Menges has spent the last few years working with engineer Jan Knippers exploring whether structures found in nature could set a precedent for future architecture. They are currently working with another engineer, Thomas Auer, and architect Moritz Dörstelmann on a robotically fabricated carbon-fibre pavilion for London's V&A museum.

One of the techniques they have developed is a form of robotic weaving that leaves fibres exposed rather than embedding them in a host material – a system they believe could make it possible to build carbon-fibre structures large and strong enough to form roofs for stadiums.

"This could find an application in architecture tomorrow," said Menges.

The primary hurdle, he said, is the development of the computer software needed to control the robotic construction.

The Elytra Filament Pavilion by a team from University of Stuttgart
A pair of KUKA robots have been used to build a prototype for the V&A pavilion

Carbon fibre is part of a family of fibre-reinforced composites which, alongside fibre cement and glass fibre, are among the newest and most revolutionary materials in construction.

The material first rose into prominence in the 1960s, with its high tensile strength making it an ideal candidate for both the furniture and transport industries.
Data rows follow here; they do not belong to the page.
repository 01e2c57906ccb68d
mod assignment_repo;
mod batch_repo;
mod project_repo;
mod task_repo;
mod user_repo;

pub use assignment_repo::AssignmentRepo;
pub(crate) use assignment_repo::COLUMNS as ASSIGNMENT_COLUMNS;
pub use batch_repo::BatchRepo;
pub use project_repo::ProjectRepo;
pub use task_repo::TaskRepo;
pub use user_repo::UserRepo;
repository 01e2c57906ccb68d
use std::sync::Arc;

use crate::config::ServerConfig;

/// Shared application state available to all Axum handlers via `State<AppState>`.
///
/// Cheaply cloneable: the pool is internally reference-counted and the
/// config sits behind an `Arc`.
#[derive(Clone)]
pub struct AppState {
    /// Database connection pool.
    pub pool: piecework_db::DbPool,
    /// Server configuration (JWT secret, site settings).
    pub config: Arc<ServerConfig>,
}
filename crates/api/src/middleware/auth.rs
//! JWT-based authentication extractors for Axum handlers.
//!
//! Two flavors, because most worker-facing endpoints are open to
//! anonymous workers when the batch allows it:
//!
//! - [`AuthUser`] rejects with 401 when no valid Bearer token is present.
//! - [`AuthWorker`] maps a missing Authorization header to
//!   [`Worker::Anonymous`] and still rejects malformed or expired tokens,
//!   so a worker with a stale session gets a clear 401 instead of
//!   silently losing their identity.

use axum::extract::FromRequestParts;
use axum::http::request::Parts;
use piecework_core::error::CoreError;
use piecework_core::types::DbId;
use piecework_core::worker::Worker;

use crate::auth::jwt::validate_token;
use crate::error::AppError;
use crate::state::AppState;

/// Authenticated user extracted from a JWT Bearer token in the
/// `Authorization` header. Rejects anonymous requests.
#[derive(Debug, Clone)]
pub struct AuthUser {
    /// The user's internal database id (from `claims.sub`).
    pub user_id: DbId,
    /// Whether the token grants admin rights.
    pub admin: bool,
}

impl AuthUser {
    pub fn worker(&self) -> Worker {
        Worker::Authenticated(self.user_id)
    }
}

impl FromRequestParts<AppState> for AuthUser {
    type Rejection = AppError;

    async fn from_request_parts(
        parts: &mut Parts,
        state: &AppState,
    ) -> Result<Self, Self::Rejection> {
        let auth_header = parts
            .headers
            .get("authorization")
            .and_then(|v| v.to_str().ok())
            .ok_or_else(|| {
                AppError::Core(CoreError::Unauthorized(
                    "Missing Authorization header".into(),
                ))
            })?;

        parse_bearer(auth_header, state)
    }
}

/// Worker identity for endpoints that serve anonymous workers too.
#[derive(Debug, Clone, Copy)]
pub struct AuthWorker(pub Worker);

impl FromRequestParts<AppState> for AuthWorker {
    type Rejection = AppError;

    async fn from_request_parts(
        parts: &mut Parts,
        state: &AppState,
    ) -> Result<Self, Self::Rejection> {
        let Some(auth_header) = parts
            .headers
            .get("authorization")
            .and_then(|v| v.to_str().ok())
        else {
            return Ok(AuthWorker(Worker::Anonymous));
        };

        let user = parse_bearer(auth_header, state)?;
        Ok(AuthWorker(user.worker()))
    }
}

fn parse_bearer(auth_header: &str, state: &AppState) -> Result<AuthUser, AppError> {
    let token = auth_header.strip_prefix("Bearer ").ok_or_else(|| {
        AppError::Core(CoreError::Unauthorized(
            "Invalid Authorization format. Expected: Bearer <token>".into(),
        ))
    })?;

    let claims = validate_token(token, &state.config.jwt)
        .map_err(|_| AppError::Core(CoreError::Unauthorized("Invalid or expired token".into())))?;

    Ok(AuthUser {
        user_id: claims.sub,
        admin: claims.admin,
    })
}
It has become more widely used in recent years, and the first mass-produced carbon-fibre car and plane –the BMW i3 and the Boeing 787 Dreamliner – have recently been introduced.
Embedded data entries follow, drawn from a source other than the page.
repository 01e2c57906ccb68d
//! Integration tests for the health check endpoint and general HTTP
//! behaviour.

mod common;

use axum::http::StatusCode;
use common::{body_json, get};
use sqlx::PgPool;

// ---------------------------------------------------------------------------
// Test: GET /health returns 200 with expected JSON fields
// ---------------------------------------------------------------------------

#[sqlx::test(migrations = "../db/migrations")]
async fn health_check_returns_ok_with_json(pool: PgPool) {
    let app = common::build_test_app(pool);
    let response = get(app, "/health").await;

    assert_eq!(response.status(), StatusCode::OK);

    let json = body_json(response).await;
    assert_eq!(json["status"], "ok");
    assert!(json["version"].is_string());
    assert_eq!(json["db_healthy"], true);
}

// ---------------------------------------------------------------------------
// Test: Unknown route returns 404
// ---------------------------------------------------------------------------

#[sqlx::test(migrations = "../db/migrations")]
async fn unknown_route_returns_404(pool: PgPool) {
    let app = common::build_test_app(pool);
    let response = get(app, "/api/v1/no-such-resource").await;
    assert_eq!(response.status(), StatusCode::NOT_FOUND);
}

// ---------------------------------------------------------------------------
// Test: responses carry a request id
// ---------------------------------------------------------------------------

#[sqlx::test(migrations = "../db/migrations")]
async fn responses_carry_request_id(pool: PgPool) {
    let app = common::build_test_app(pool);
    let response = get(app, "/health").await;
    assert!(response.headers().contains_key("x-request-id"));
}
pub mod jwt;
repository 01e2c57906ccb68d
//! Operational maintenance endpoints.

use axum::extract::State;
use axum::Json;
use piecework_core::error::CoreError;
use piecework_db::allocation;
use serde::Serialize;

use crate::error::{AppError, AppResult};
use crate::middleware::auth::AuthUser;
use crate::response::DataResponse;
use crate::state::AppState;

#[derive(Debug, Serialize)]
pub struct ExpireResult {
    pub deleted: u64,
}

/// POST /api/v1/maintenance/expire (admin only)
///
/// Delete every incomplete assignment past its expiry. The same sweep
/// the `expire-assignments` binary runs on a schedule.
pub async fn expire(
    State(state): State<AppState>,
    user: AuthUser,
) -> AppResult<Json<DataResponse<ExpireResult>>> {
    if !user.admin {
        return Err(AppError::Core(CoreError::Forbidden(
            "Only admins may run the expiry sweep".into(),
        )));
    }
    let deleted = allocation::expire_abandoned(&state.pool).await?;
    Ok(Json(DataResponse {
        data: ExpireResult { deleted },
    }))
}
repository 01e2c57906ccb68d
//! Route definitions for maintenance operations.

use axum::routing::post;
use axum::Router;

use crate::handlers::maintenance;
use crate::state::AppState;

/// Routes mounted at `/maintenance`.
///
/// ```text
/// POST /expire -> expiry sweep (admin only)
/// ```
pub fn router() -> Router<AppState> {
    Router::new().route("/expire", post(maintenance::expire))
}
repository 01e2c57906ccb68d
//! Shared response envelope types for API handlers.
//!
//! All API responses use a `{ "data": ... }` envelope per project
//! conventions. Use [`DataResponse`] instead of ad-hoc
//! `serde_json::json!({ "data": ... })` to get compile-time type safety
//! and consistent serialization.

use serde::Serialize;

/// Standard `{ "data": T }` response envelope.
#[derive(Debug, Serialize)]
pub struct DataResponse<T: Serialize> {
    pub data: T,
}
//! Worker identity as seen by the allocation engine.

use crate::types::DbId;

/// The identity requesting or holding an assignment.
///
/// Anonymous workers are a single shared identity: they are deduplicated
/// against authenticated workers' assignments but not against each other,
/// which is why batches that allow anonymous access are restricted to one
/// assignment per task.
#[derive(Debug, Clone, Copy, PartialEq, Eq)]
pub enum Worker {
    Authenticated(DbId),
    Anonymous,
}

impl Worker {
    /// The `assigned_to` column value for this worker.
    pub fn user_id(&self) -> Option<DbId> {
        match self {
            Worker::Authenticated(id) => Some(*id),
            Worker::Anonymous => None,
        }
    }

    pub fn is_authenticated(&self) -> bool {
        matches!(self, Worker::Authenticated(_))
    }
}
For the most part, carbon-fibre components are formed in moulds and are designed to mimic more traditional materials. But by applying this old technique to a relatively new group of materials, the construction industry is missing out the chance to fully explore it as a fibrous material, according to Menges.

"[Fibrous materials] are still not used in a way that really explores the intrinsic material properties and characteristics," he said, "both in terms of the design language, but also in terms of the structural capacities that they have."

The Elytra Filament Pavilion by a team from University of Stuttgart
The team has a developed a weaving system that could make it possible to build carbon-fibre structures large and strong enough to form roofs for stadiums

The first forays into carbon-fibre architecture, including Snøhetta's recently completed extension to SFMOMA, are copy-catting the high-gloss aesthetics of the automotive and aerospace industries, he said.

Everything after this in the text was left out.